DATASET EXTRACT:

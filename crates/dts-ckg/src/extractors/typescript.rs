use super::generic::TsExtractor;

pub fn extractor() -> TsExtractor {
    TsExtractor {
        language: tree_sitter_typescript::LANGUAGE_TYPESCRIPT.into(),
        function_query: r#"
            (function_declaration
              name: (identifier) @function.name) @function.def
            (method_definition
              name: (property_identifier) @function.name) @function.def
        "#,
        class_query: r#"
            (class_declaration
              name: (type_identifier) @class.name
              body: (class_body) @class.body) @class.def
        "#,
        class_node_kinds: &["class_declaration"],
        method_node_kinds: &["method_definition"],
        field_node_kinds: &["public_field_definition"],
    }
}
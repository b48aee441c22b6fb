use rusqlite::Connection;

const SCHEMA: &str = r#"
CREATE TABLE IF NOT EXISTS functions (
    id              INTEGER PRIMARY KEY AUTOINCREMENT,
    name            TEXT NOT NULL,
    file_path       TEXT NOT NULL,
    body            TEXT NOT NULL,
    start_line      INTEGER NOT NULL,
    end_line        INTEGER NOT NULL,
    parent_function TEXT,
    parent_class    TEXT
);
CREATE INDEX IF NOT EXISTS idx_functions_file_path ON functions(file_path);
CREATE INDEX IF NOT EXISTS idx_functions_name ON functions(name);

CREATE TABLE IF NOT EXISTS classes (
    id         INTEGER PRIMARY KEY AUTOINCREMENT,
    name       TEXT NOT NULL,
    file_path  TEXT NOT NULL,
    body       TEXT NOT NULL,
    start_line INTEGER NOT NULL,
    end_line   INTEGER NOT NULL,
    fields     TEXT NOT NULL DEFAULT '',
    methods    TEXT NOT NULL DEFAULT ''
);
CREATE INDEX IF NOT EXISTS idx_classes_file_path ON classes(file_path);
CREATE INDEX IF NOT EXISTS idx_classes_name ON classes(name);

CREATE TABLE IF NOT EXISTS file_hashes (
    file_path TEXT PRIMARY KEY,
    hash      TEXT NOT NULL
);
"#;

pub fn apply(conn: &Connection) -> rusqlite::Result<()> {
    conn.execute_batch("PRAGMA journal_mode=WAL;")?;
    conn.execute_batch(SCHEMA)
}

TASK: Once you have read the records above, please copy them out exactly.

ANSWER SECTION:
filename crates/dts-ckg/src/extractors/typescript.rs
use super::generic::TsExtractor;

pub fn extractor() -> TsExtractor {
    TsExtractor {
        language: tree_sitter_typescript::LANGUAGE_TYPESCRIPT.into(),
        function_query: r#"
            (function_declaration
              name: (identifier) @function.name) @function.def
            (method_definition
              name: (property_identifier) @function.name) @function.def
        "#,
        class_query: r#"
            (class_declaration
              name: (type_identifier) @class.name
              body: (class_body) @class.body) @class.def
        "#,
        class_node_kinds: &["class_declaration"],
        method_node_kinds: &["method_definition"],
        field_node_kinds: &["public_field_definition"],
    }
}
repository b48aee441c22b6fb
use rusqlite::Connection;

const SCHEMA: &str = r#"
CREATE TABLE IF NOT EXISTS functions (
    id              INTEGER PRIMARY KEY AUTOINCREMENT,
    name            TEXT NOT NULL,
    file_path       TEXT NOT NULL,
    body            TEXT NOT NULL,
    start_line      INTEGER NOT NULL,
    end_line        INTEGER NOT NULL,
    parent_function TEXT,
    parent_class    TEXT
);
CREATE INDEX IF NOT EXISTS idx_functions_file_path ON functions(file_path);
CREATE INDEX IF NOT EXISTS idx_functions_name ON functions(name);

CREATE TABLE IF NOT EXISTS classes (
    id         INTEGER PRIMARY KEY AUTOINCREMENT,
    name       TEXT NOT NULL,
    file_path  TEXT NOT NULL,
    body       TEXT NOT NULL,
    start_line INTEGER NOT NULL,
    end_line   INTEGER NOT NULL,
    fields     TEXT NOT NULL DEFAULT '',
    methods    TEXT NOT NULL DEFAULT ''
);
CREATE INDEX IF NOT EXISTS idx_classes_file_path ON classes(file_path);
CREATE INDEX IF NOT EXISTS idx_classes_name ON classes(name);

CREATE TABLE IF NOT EXISTS file_hashes (
    file_path TEXT PRIMARY KEY,
    hash      TEXT NOT NULL
);
"#;

pub fn apply(conn: &Connection) -> rusqlite::Result<()> {
    conn.execute_batch("PRAGMA journal_mode=WAL;")?;
    conn.execute_batch(SCHEMA)
}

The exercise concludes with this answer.